* [Data records]:
● ● ● ● ●
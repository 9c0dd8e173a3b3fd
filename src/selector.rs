//! Recipe and building selection policy
//!
//! Each rule is a chain of comparators; [`Iterator::min_by`] returns the
//! first of several equal candidates, so a full tie always falls back to
//! catalog order and the choice is reproducible.

use std::cmp::Ordering;

use crate::error::{PlanError, Result};
use crate::models::{Building, Recipe};
use crate::options::{OptimizationOptions, OptimizationTarget};

/// Pick one recipe producing `item_id` from already-filtered candidates.
pub fn select_recipe<'a>(
    item_id: &str,
    candidates: &'a [Recipe],
    options: &OptimizationOptions,
) -> Result<&'a Recipe> {
    let compare: fn(&Recipe, &Recipe) -> Ordering = if options.prefer_alternate_recipes {
        |a, b| alternates_first(a, b).then_with(|| fewer_inputs(a, b))
    } else {
        match options.optimize_for {
            OptimizationTarget::ResourceEfficiency => {
                |a, b| alternates_first(a, b).then_with(|| less_input_per_output(a, b))
            }
            OptimizationTarget::Speed => faster_output,
            OptimizationTarget::Simplicity | OptimizationTarget::PowerEfficiency => {
                |a, b| alternates_first(b, a).then_with(|| fewer_inputs(a, b))
            }
        }
    };

    candidates
        .iter()
        .min_by(|a, b| compare(a, b))
        .ok_or_else(|| PlanError::NoRecipeAvailable {
            item: item_id.to_string(),
        })
}

/// Pick one building to run `recipe_id` from already-filtered candidates.
pub fn select_building<'a>(
    recipe_id: &str,
    candidates: &'a [Building],
    options: &OptimizationOptions,
) -> Result<&'a Building> {
    let selected = match options.optimize_for {
        OptimizationTarget::PowerEfficiency => candidates
            .iter()
            .min_by(|a, b| power_per_throughput(a).total_cmp(&power_per_throughput(b))),
        OptimizationTarget::Speed => candidates
            .iter()
            .min_by(|a, b| b.production_speed.total_cmp(&a.production_speed)),
        OptimizationTarget::Simplicity => candidates
            .iter()
            .min_by(|a, b| a.power_consumption.total_cmp(&b.power_consumption)),
        OptimizationTarget::ResourceEfficiency => candidates.first(),
    };

    selected.ok_or_else(|| PlanError::NoBuildingAvailable {
        recipe: recipe_id.to_string(),
    })
}

/// Raw input consumed per unit of output; lower is better.
pub fn resource_efficiency(recipe: &Recipe) -> f64 {
    let outputs = recipe.total_outputs();
    if outputs <= 0.0 {
        return f64::INFINITY;
    }
    recipe.total_inputs() / outputs
}

fn output_per_second(recipe: &Recipe) -> f64 {
    if recipe.production_time_seconds <= 0.0 {
        return 0.0;
    }
    recipe.total_outputs() / recipe.production_time_seconds
}

fn power_per_throughput(building: &Building) -> f64 {
    if building.production_speed <= 0.0 {
        return f64::INFINITY;
    }
    building.power_consumption / building.production_speed
}

fn alternates_first(a: &Recipe, b: &Recipe) -> Ordering {
    b.is_alternate.cmp(&a.is_alternate)
}

fn fewer_inputs(a: &Recipe, b: &Recipe) -> Ordering {
    a.inputs.len().cmp(&b.inputs.len())
}

fn less_input_per_output(a: &Recipe, b: &Recipe) -> Ordering {
    resource_efficiency(a).total_cmp(&resource_efficiency(b))
}

fn faster_output(a: &Recipe, b: &Recipe) -> Ordering {
    output_per_second(b).total_cmp(&output_per_second(a))
}
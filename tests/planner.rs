//! End-to-end planning against the public API.

use rusqlite::Connection;
use satisfactory_planner::models::{
    Building, BuildingType, Item, ItemCategory, ItemQuantity, Milestone, Recipe,
};
use satisfactory_planner::sample::sample_catalog;
use satisfactory_planner::*;

// ===========================================================================
// Helpers
// ===========================================================================

fn recipe(
    id: &str,
    inputs: &[(&Item, f64)],
    outputs: &[(&Item, f64)],
    seconds: f64,
    building: &str,
) -> Recipe {
    let quantities = |list: &[(&Item, f64)]| {
        list.iter()
            .map(|&(item, q)| ItemQuantity::new(item.clone(), q))
            .collect::<Vec<_>>()
    };
    Recipe {
        id: id.into(),
        name: id.into(),
        inputs: quantities(inputs),
        outputs: quantities(outputs),
        production_time_seconds: seconds,
        is_alternate: false,
        compatible_buildings: vec![building.into()],
    }
}

/// iron_ore -> iron_ingot -> iron_plate, plus two plate consumers.
fn plate_catalog() -> Catalog {
    let ore = Item::new("iron_ore", "Iron Ore", ItemCategory::RawResource);
    let ingot = Item::new("iron_ingot", "Iron Ingot", ItemCategory::Ingot);
    let plate = Item::new("iron_plate", "Iron Plate", ItemCategory::BasicPart);
    let frame_a = Item::new("frame_a", "Frame A", ItemCategory::IntermediatePart);
    let frame_b = Item::new("frame_b", "Frame B", ItemCategory::IntermediatePart);

    let mut catalog = Catalog::new();
    for item in [&ore, &ingot, &plate, &frame_a, &frame_b] {
        catalog.add_item(item.clone());
    }
    catalog
        .add_building(Building::new("miner", "Miner", BuildingType::Extractor, 5.0))
        .add_building(Building::new("smelter", "Smelter", BuildingType::Smelter, 4.0))
        .add_building(Building::new("constructor", "Constructor", BuildingType::Constructor, 4.0))
        .add_recipe(recipe("iron_ingot", &[(&ore, 1.0)], &[(&ingot, 1.0)], 2.0, "smelter"))
        .add_recipe(recipe("iron_plate", &[(&ingot, 3.0)], &[(&plate, 2.0)], 6.0, "constructor"))
        // 6/min per machine, drawing 30 plates/min
        .add_recipe(recipe("frame_a", &[(&plate, 5.0)], &[(&frame_a, 1.0)], 10.0, "constructor"))
        // 5/min per machine, drawing 20 plates/min
        .add_recipe(recipe("frame_b", &[(&plate, 4.0)], &[(&frame_b, 1.0)], 12.0, "constructor"));
    catalog
}

fn no_overclock() -> OptimizationOptions {
    OptimizationOptions {
        allow_overclocking: false,
        ..OptimizationOptions::default()
    }
}

fn plan(catalog: &Catalog, targets: &[(&str, f64)], options: &OptimizationOptions) -> ProductionGraph {
    let targets: Vec<Target> = targets.iter().map(|&(id, rate)| Target::new(id, rate)).collect();
    build_production_graph(catalog, &targets, &Unrestricted, options).unwrap()
}

fn nodes_for<'a>(graph: &'a ProductionGraph, recipe_id: &str) -> Vec<&'a ProductionNode> {
    graph
        .nodes()
        .map(|(_, n)| n)
        .filter(|n| n.recipe.id == recipe_id)
        .collect()
}

fn raw_rate(graph: &ProductionGraph, item_id: &str) -> f64 {
    graph
        .required_resources()
        .iter()
        .find(|r| r.item.id == item_id)
        .map_or(0.0, |r| r.quantity)
}

/// Every non-raw input is covered by the steps feeding it, within 2%.
fn assert_rate_sufficient(graph: &ProductionGraph) {
    for (_, node) in graph.nodes() {
        for input in node.recipe.inputs.iter().filter(|i| !i.item.is_raw_resource) {
            let supplied: f64 = node
                .input_nodes()
                .iter()
                .filter_map(|&s| graph.node(s))
                .map(|s| s.output_rate(&input.item.id))
                .sum();
            let required = node.input_rate(&input.item.id);
            assert!(
                supplied >= required * 0.98,
                "{} gets {supplied} {} of {required}",
                node.recipe.id,
                input.item.id
            );
        }
    }
}

// ===========================================================================
// Scenarios
// ===========================================================================

#[test]
fn single_recipe_target() {
    let graph = plan(&plate_catalog(), &[("iron_ingot", 30.0)], &OptimizationOptions::default());

    assert_eq!(graph.len(), 1);
    let (_, node) = graph.nodes().next().unwrap();
    assert_eq!(node.building_count, 1.0);
    assert_eq!(node.clock_speed, 1.0);
    assert_eq!(raw_rate(&graph, "iron_ore"), 30.0);
}

#[test]
fn reinforced_iron_plate_chain() {
    let catalog = sample_catalog();
    let graph = plan(&catalog, &[("reinforced_iron_plate", 10.0)], &no_overclock());

    assert!(graph.len() >= 4);
    assert!(graph.total_power_consumption() > 0.0);
    assert!(raw_rate(&graph, "iron_ore") > 0.0);

    // Ingots for plates and rods collapse into one step.
    assert_eq!(graph.len(), 5);
    assert_eq!(nodes_for(&graph, "iron_ingot").len(), 1);

    let counts = |graph: &ProductionGraph| {
        ["reinforced_iron_plate", "iron_plate", "iron_ingot", "screw", "iron_rod"]
            .map(|recipe| {
                let node = nodes_for(graph, recipe)[0];
                (node.building_count, node.clock_speed)
            })
    };
    assert_eq!(
        counts(&graph),
        [(2.0, 1.0), (3.0, 1.0), (4.0, 1.0), (3.0, 1.0), (2.0, 1.0)]
    );
    assert!((raw_rate(&graph, "iron_ore") - 120.0).abs() < 1e-9);

    assert!(graph.edges_consistent());
    assert!(graph.is_acyclic());
    assert_rate_sufficient(&graph);
    assert!(analyze(&graph).bottleneck_nodes.is_empty());
}

#[test]
fn overclocked_chain_runs_at_full_clock() {
    let catalog = sample_catalog();
    let graph = plan(&catalog, &[("reinforced_iron_plate", 10.0)], &OptimizationOptions::default());

    let counts = ["reinforced_iron_plate", "iron_plate", "iron_ingot", "screw", "iron_rod"]
        .map(|recipe| {
            let node = nodes_for(&graph, recipe)[0];
            (node.building_count, node.clock_speed)
        });
    assert_eq!(
        counts,
        [(1.0, 2.5), (2.0, 2.5), (2.0, 2.5), (2.0, 2.5), (1.0, 2.5)]
    );
    for (_, node) in graph.nodes() {
        assert!(node.actual_production_rate() >= node.target_rate);
    }
    // 2 smelters at 250% draw 150 ore/min.
    assert!((raw_rate(&graph, "iron_ore") - 150.0).abs() < 1e-9);

    // Screws at 250% want 50 rods/min from one rod machine making 37.5,
    // and plates plus rods want 187.5 ingots/min against 150.
    let analysis = analyze(&graph);
    let mut short: Vec<&str> = analysis
        .bottleneck_nodes
        .iter()
        .map(|&id| graph.node(id).unwrap().recipe.id.as_str())
        .collect();
    short.sort();
    assert_eq!(short, ["iron_ingot", "iron_rod"]);
    assert!(analysis.suggestions[0].starts_with("Consider increasing production or overclocking for:"));
}

#[test]
fn shared_intermediate_is_merged_and_summed() {
    let catalog = plate_catalog();
    let options = no_overclock();

    let plates_for = |target: &str, rate: f64| {
        let graph = plan(&catalog, &[(target, rate)], &options);
        nodes_for(&graph, "iron_plate")[0].building_count
    };
    let separate = plates_for("frame_a", 6.0) + plates_for("frame_b", 5.0);

    let graph = plan(&catalog, &[("frame_a", 6.0), ("frame_b", 5.0)], &options);
    let plates = nodes_for(&graph, "iron_plate");
    assert_eq!(plates.len(), 1);
    assert_eq!(plates[0].building_count, separate);
    assert_eq!(plates[0].output_nodes().len(), 2);
    assert_rate_sufficient(&graph);
}

#[test]
fn non_overclockable_building_keeps_full_clock() {
    let mut catalog = plate_catalog();
    let mut smelter = catalog.building("smelter").unwrap().clone();
    smelter.can_overclock = false;
    catalog.add_building(smelter);

    let graph = plan(&catalog, &[("iron_plate", 200.0)], &OptimizationOptions::default());
    let ingots = nodes_for(&graph, "iron_ingot");
    assert_eq!(ingots[0].clock_speed, 1.0);
    assert_eq!(ingots[0].building_count, 10.0);
    // The constructor is still free to overclock.
    assert!(nodes_for(&graph, "iron_plate")[0].clock_speed > 1.0);
}

#[test]
fn raw_target_is_a_single_extraction_step() {
    let catalog = sample_catalog();
    let graph = plan(&catalog, &[("iron_ore", 120.0)], &no_overclock());
    assert_eq!(graph.len(), 1);
    let (_, node) = graph.nodes().next().unwrap();
    assert!(node.is_extraction());
    assert!(node.input_nodes().is_empty());
    assert_eq!(node.building.id, "miner_mk1");
    assert_eq!(node.building_count, 2.0);

    let speed = OptimizationOptions {
        optimize_for: OptimizationTarget::Speed,
        ..no_overclock()
    };
    let graph = plan(&catalog, &[("iron_ore", 120.0)], &speed);
    let (_, node) = graph.nodes().next().unwrap();
    assert_eq!(node.building.id, "miner_mk2");
    assert_eq!(node.building_count, 1.0);
    assert_eq!(raw_rate(&graph, "iron_ore"), 120.0);
}

// ===========================================================================
// Determinism and options
// ===========================================================================

fn fingerprint(graph: &ProductionGraph) -> Vec<(String, String, f64, f64)> {
    graph
        .nodes()
        .map(|(_, n)| (n.recipe.id.clone(), n.building.id.clone(), n.building_count, n.clock_speed))
        .collect()
}

#[test]
fn identical_requests_give_identical_plans() {
    let catalog = sample_catalog();
    let targets = [("smart_plating", 4.0), ("modular_frame", 3.0), ("cable", 30.0)];
    for options in [OptimizationOptions::default(), no_overclock()] {
        let a = plan(&catalog, &targets, &options);
        let b = plan(&catalog, &targets, &options);
        assert_eq!(fingerprint(&a), fingerprint(&b));
    }
}

#[test]
fn prefer_alternates_switches_recipes() {
    let catalog = sample_catalog();
    let options = OptimizationOptions {
        prefer_alternate_recipes: true,
        ..no_overclock()
    };
    let graph = plan(&catalog, &[("reinforced_iron_plate", 3.0)], &options);
    assert_eq!(nodes_for(&graph, "bolted_iron_plate").len(), 1);
    assert_eq!(nodes_for(&graph, "cast_screw").len(), 1);
    assert!(nodes_for(&graph, "reinforced_iron_plate").is_empty());
    assert_rate_sufficient(&graph);
}

#[test]
fn catalog_from_database_plans_the_same() {
    let mut conn = Connection::open_in_memory().unwrap();
    db::init_schema(&conn).unwrap();
    db::store_catalog(&mut conn, &sample_catalog()).unwrap();
    let loaded = db::load_catalog(&conn).unwrap();

    let targets = [("rotor", 4.0), ("wire", 45.0)];
    let options = OptimizationOptions::default();
    assert_eq!(
        fingerprint(&plan(&loaded, &targets, &options)),
        fingerprint(&plan(&sample_catalog(), &targets, &options))
    );
}

// ===========================================================================
// Research progress
// ===========================================================================

#[test]
fn milestones_gate_recipes() {
    let catalog = sample_catalog();
    let mut research = ResearchState::new(catalog.milestones());
    research.complete_milestone(catalog.milestone("onboarding").unwrap());
    let options = no_overclock();

    let plate = [Target::new("iron_plate", 20.0)];
    assert!(build_production_graph(&catalog, &plate, &research, &options).is_ok());

    let screws = [Target::new("screw", 40.0)];
    assert_eq!(
        build_production_graph(&catalog, &screws, &research, &options).unwrap_err(),
        PlanError::NoRecipeAvailable { item: "screw".into() }
    );

    research.unlock_alternate("cast_screw");
    let graph = build_production_graph(&catalog, &screws, &research, &options).unwrap();
    assert_eq!(nodes_for(&graph, "cast_screw").len(), 1);
}

#[test]
fn locked_building_blocks_its_recipes() {
    let catalog = sample_catalog();
    let mut research = ResearchState::new(catalog.milestones());
    research.complete_milestone(catalog.milestone("onboarding").unwrap());
    // Unlocks the recipes but not the assembler that runs them.
    research.complete_milestone(&Milestone {
        id: "recipes_only".into(),
        name: "Recipes Only".into(),
        tier: 1,
        unlocked_recipes: vec!["reinforced_iron_plate".into(), "screw".into()],
        unlocked_buildings: vec![],
    });
    let targets = [Target::new("reinforced_iron_plate", 5.0)];

    let err = build_production_graph(&catalog, &targets, &research, &no_overclock()).unwrap_err();
    assert_eq!(
        err,
        PlanError::NoBuildingAvailable {
            recipe: "reinforced_iron_plate".into()
        }
    );

    research.complete_through_tier(catalog.milestones(), 2);
    let graph = build_production_graph(&catalog, &targets, &research, &no_overclock()).unwrap();
    assert_eq!(nodes_for(&graph, "reinforced_iron_plate")[0].building.id, "assembler");
}

// ===========================================================================
// Errors and reports
// ===========================================================================

#[test]
fn bad_targets_abort_the_plan() {
    let catalog = sample_catalog();
    let options = OptimizationOptions::default();

    let err = build_production_graph(&catalog, &[Target::new("nope", 1.0)], &Unrestricted, &options)
        .unwrap_err();
    assert_eq!(err, PlanError::UnknownItem("nope".into()));

    let err = build_production_graph(
        &catalog,
        &[Target::new("screw", 10.0), Target::new("rotor", -1.0)],
        &Unrestricted,
        &options,
    )
    .unwrap_err();
    assert!(matches!(err, PlanError::InvalidRate { ref item, .. } if item == "rotor"));

    assert!("rotor".parse::<Target>().is_err());
}

#[test]
fn report_and_text_output() {
    let catalog = sample_catalog();
    let graph = plan(&catalog, &[("modular_frame", 2.0)], &OptimizationOptions::default());
    let analysis = analyze(&graph);

    assert_eq!(analysis.total_buildings, graph.total_buildings());
    assert!(analysis.efficiency_score > 0.0);

    let summary = analysis.to_string();
    assert!(summary.starts_with("=== Production Summary ==="));
    assert!(summary.contains("Iron Ore @"));

    let tree = format_production_graph(&graph);
    assert!(tree.lines().next().unwrap().contains("Modular Frame"));

    let json = serde_json::to_value(PlanReport::new(&graph, &analysis)).unwrap();
    assert_eq!(json["targets"][0]["item"], "modular_frame");
    assert_eq!(json["nodes"].as_array().unwrap().len(), graph.len());
}
//! Read-only catalog lookups
//!
//! The planner consumes the catalog through three small traits so callers
//! can plug in their own storage. [`Catalog`] is the stock implementation:
//! immutable tables built once and shared by reference.

use std::collections::HashMap;

use crate::models::{Building, Item, Milestone, Recipe};

pub trait ItemCatalog {
    fn get(&self, item_id: &str) -> Option<Item>;
}

pub trait RecipeCatalog {
    /// Recipes listing `item_id` among their outputs, in catalog order.
    fn recipes_producing(&self, item_id: &str) -> Vec<Recipe>;
    /// Recipes listing `item_id` among their inputs, in catalog order.
    fn recipes_consuming(&self, item_id: &str) -> Vec<Recipe>;
}

pub trait BuildingCatalog {
    /// Buildings able to run `recipe_id`, in catalog order.
    fn buildings_for_recipe(&self, recipe_id: &str) -> Vec<Building>;
    fn all_extractors(&self) -> Vec<Building>;
}

/// Everything the graph builder needs to resolve a plan.
pub trait PlanningCatalog: ItemCatalog + RecipeCatalog + BuildingCatalog {}

impl<T: ItemCatalog + RecipeCatalog + BuildingCatalog + ?Sized> PlanningCatalog for T {}

/// In-memory catalog tables.
///
/// Vectors keep insertion order, which is the final tie-break of the
/// selection policy.
#[derive(Debug, Clone, Default)]
pub struct Catalog {
    items: Vec<Item>,
    recipes: Vec<Recipe>,
    buildings: Vec<Building>,
    milestones: Vec<Milestone>,
    item_index: HashMap<String, usize>,
    building_index: HashMap<String, usize>,
}

impl Catalog {
    pub fn new() -> Self {
        Self::default()
    }

    /// Add or replace an item.
    pub fn add_item(&mut self, item: Item) -> &mut Self {
        match self.item_index.get(&item.id) {
            Some(&idx) => self.items[idx] = item,
            None => {
                self.item_index.insert(item.id.clone(), self.items.len());
                self.items.push(item);
            }
        }
        self
    }

    /// Add or replace a building.
    pub fn add_building(&mut self, building: Building) -> &mut Self {
        match self.building_index.get(&building.id) {
            Some(&idx) => self.buildings[idx] = building,
            None => {
                self.building_index
                    .insert(building.id.clone(), self.buildings.len());
                self.buildings.push(building);
            }
        }
        self
    }

    pub fn add_recipe(&mut self, recipe: Recipe) -> &mut Self {
        match self.recipes.iter().position(|r| r.id == recipe.id) {
            Some(idx) => self.recipes[idx] = recipe,
            None => self.recipes.push(recipe),
        }
        self
    }

    pub fn add_milestone(&mut self, milestone: Milestone) -> &mut Self {
        self.milestones.push(milestone);
        self
    }

    pub fn items(&self) -> &[Item] {
        &self.items
    }

    pub fn recipes(&self) -> &[Recipe] {
        &self.recipes
    }

    pub fn buildings(&self) -> &[Building] {
        &self.buildings
    }

    pub fn milestones(&self) -> &[Milestone] {
        &self.milestones
    }

    pub fn recipe(&self, recipe_id: &str) -> Option<&Recipe> {
        self.recipes.iter().find(|r| r.id == recipe_id)
    }

    pub fn building(&self, building_id: &str) -> Option<&Building> {
        self.building_index
            .get(building_id)
            .map(|&idx| &self.buildings[idx])
    }

    pub fn milestone(&self, milestone_id: &str) -> Option<&Milestone> {
        self.milestones.iter().find(|m| m.id == milestone_id)
    }
}

impl ItemCatalog for Catalog {
    fn get(&self, item_id: &str) -> Option<Item> {
        self.item_index
            .get(item_id)
            .map(|&idx| self.items[idx].clone())
    }
}

impl RecipeCatalog for Catalog {
    fn recipes_producing(&self, item_id: &str) -> Vec<Recipe> {
        self.recipes
            .iter()
            .filter(|r| r.produces(item_id))
            .cloned()
            .collect()
    }

    fn recipes_consuming(&self, item_id: &str) -> Vec<Recipe> {
        self.recipes
            .iter()
            .filter(|r| r.consumes(item_id))
            .cloned()
            .collect()
    }
}

impl BuildingCatalog for Catalog {
    fn buildings_for_recipe(&self, recipe_id: &str) -> Vec<Building> {
        let Some(recipe) = self.recipe(recipe_id) else {
            return Vec::new();
        };
        // Catalog order, not the recipe's listing order.
        self.buildings
            .iter()
            .filter(|b| recipe.compatible_buildings.contains(&b.id))
            .cloned()
            .collect()
    }

    fn all_extractors(&self) -> Vec<Building> {
        self.buildings
            .iter()
            .filter(|b| b.is_extractor())
            .cloned()
            .collect()
    }
}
● ● ● ● ●
* [Task to complete]: If a line in the listing above contains the word "summary", include it in your count, then give only the final number.

* [Written answer]: 3